The Mair Lab studies the basic biology of the aging process, driven by the central question: Why are we more likely to get chronic diseases when we are old than when we are young? What goes wrong in cells and tissues to increase overall disease risk, and is this decline inevitable, or can we reverse it to bring healthy years to the elderly?

The Manning lab investigates the regulation and function of the PI3K-mTOR signaling network under physiological and pathological settings.  Our lab employs hypothesis-driven approaches utilizing genetics, biochemistry, cell biology, and animal models combined with unbiased systems-level tools like genomics, proteomics, metabolomics, and bioinformatics. Our premise is that delineating the complex circuitry of signaling networks within cells will shed light on how best to directly stimulate or inhibit these pathways in order to prevent or treat human diseases like cancer and Type II diabetes.

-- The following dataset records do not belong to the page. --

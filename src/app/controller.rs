//! Usage: Single consumer of relay messages; maps each event to a window manager or
//! native presenter operation.

use crate::notify::host::SurfaceHost;
use crate::notify::native::{NativeCallNotification, NativePresenter};
use crate::notify::{NotificationVariant, NotificationWindowManager};
use crate::relay::RelayEvent;
use tokio::sync::mpsc;

#[derive(Debug, Clone, PartialEq, Eq)]
pub(crate) enum ControllerMessage {
    Relay(RelayEvent),
    /// Host-side signal: a notification window is gone.
    SurfaceDestroyed { label: String },
}

pub(crate) struct Controller<H: SurfaceHost, P: NativePresenter> {
    manager: NotificationWindowManager<H>,
    presenter: P,
    native: NativeCallNotification,
}

impl<H: SurfaceHost, P: NativePresenter> Controller<H, P> {
    pub(crate) fn new(
        manager: NotificationWindowManager<H>,
        presenter: P,
        native: NativeCallNotification,
    ) -> Self {
        Self {
            manager,
            presenter,
            native,
        }
    }

    pub(crate) fn dispatch(&mut self, message: ControllerMessage) {
        match message {
            ControllerMessage::Relay(event) => self.handle_event(event),
            ControllerMessage::SurfaceDestroyed { label } => {
                self.manager.forget(&label);
            }
        }
    }

    fn handle_event(&mut self, event: RelayEvent) {
        tracing::debug!(event = %event, "relay event received");
        match event {
            RelayEvent::AcceptCall => {
                tracing::info!("call accepted");
                self.close_all();
            }
            RelayEvent::DeclineCall => {
                tracing::info!("call declined");
                self.close_all();
            }
            show => match show.requested_variant() {
                Some(NotificationVariant::Native) => {
                    if let Err(err) = self.presenter.present(self.native.clone()) {
                        tracing::warn!("native notification failed: {}", err);
                    }
                }
                Some(NotificationVariant::Window(variant)) => self.manager.show(variant),
                None => {}
            },
        }
    }

    fn close_all(&mut self) {
        let closed = self.manager.close_all();
        tracing::debug!(
            closed,
            remaining = self.manager.live_count(),
            "notification surfaces closed"
        );
    }

    #[cfg(test)]
    pub(crate) fn manager(&self) -> &NotificationWindowManager<H> {
        &self.manager
    }

    /// Drains the relay until every sender is gone.
    pub(crate) async fn run(mut self, mut rx: mpsc::UnboundedReceiver<ControllerMessage>) -> Self {
        tracing::info!("controller started");
        while let Some(message) = rx.recv().await {
            self.dispatch(message);
        }
        tracing::info!("relay closed, controller stopped");
        self
    }
}
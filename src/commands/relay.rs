//! Usage: Relay commands invoked by webviews. Each maps to exactly one relay event.

use crate::app_state::RelayState;
use crate::relay::RelayEvent;

fn send(window: &tauri::WebviewWindow, relay: &RelayState, event: RelayEvent) -> Result<(), String> {
    relay.send_from(window.label(), event)
}

#[tauri::command]
pub(crate) fn show_native_notification(
    window: tauri::WebviewWindow,
    relay: tauri::State<'_, RelayState>,
) -> Result<(), String> {
    send(&window, &relay, RelayEvent::ShowNative)
}

#[tauri::command]
pub(crate) fn show_custom_notification(
    window: tauri::WebviewWindow,
    relay: tauri::State<'_, RelayState>,
) -> Result<(), String> {
    send(&window, &relay, RelayEvent::ShowCustom)
}

#[tauri::command]
pub(crate) fn show_dark_notification(
    window: tauri::WebviewWindow,
    relay: tauri::State<'_, RelayState>,
) -> Result<(), String> {
    send(&window, &relay, RelayEvent::ShowDark)
}

#[tauri::command]
pub(crate) fn show_compact_notification(
    window: tauri::WebviewWindow,
    relay: tauri::State<'_, RelayState>,
) -> Result<(), String> {
    send(&window, &relay, RelayEvent::ShowCompact)
}

#[tauri::command]
pub(crate) fn show_advanced_notification(
    window: tauri::WebviewWindow,
    relay: tauri::State<'_, RelayState>,
) -> Result<(), String> {
    send(&window, &relay, RelayEvent::ShowAdvanced)
}

#[tauri::command]
pub(crate) fn accept_call(
    window: tauri::WebviewWindow,
    relay: tauri::State<'_, RelayState>,
) -> Result<(), String> {
    send(&window, &relay, RelayEvent::AcceptCall)
}

#[tauri::command]
pub(crate) fn decline_call(
    window: tauri::WebviewWindow,
    relay: tauri::State<'_, RelayState>,
) -> Result<(), String> {
    send(&window, &relay, RelayEvent::DeclineCall)
}
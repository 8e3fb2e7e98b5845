//! Usage: Tauri command surface exposed to webviews.

mod relay;

pub(crate) use relay::*;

The Schaffer Lab uses genetic, biochemical, cell biological, and physiological approaches to study mechanisms through which metabolic stress leads to cell dysfunction and cell death. A major area of focus is the lipotoxicity that results from high circulating free fatty acids and triglycerides, metabolic abnormalities that are common in type 2 diabetes and that contribute to cardiac and hepatic complications.

The Ubellacker Lab leverages metabolic vulnerabilities in metastasizing cells to target and treat cancer, with a focus on exploiting the lipidomic dependencies of cancer cells in the lymphatic niche. We are working to discover mechanisms that explain how lipid availability in the tumor microenvironment promotes cancer cell dissemination, colonization at distant organs, and the awakening of dormant cancer cells. We employ human and animal models of melanoma, breast, and prostate cancers with genomics, metabolomics, lipidomics to identify and target novel programs of lipid metabolism required for metastasis. We aspire to capitalize on these connections between cancer cells and the lipid microenvironment to reduce cancer progression, thus addressing a significant unmet clinical need for effective therapies to treat and prevent the spread of metastatic cancers.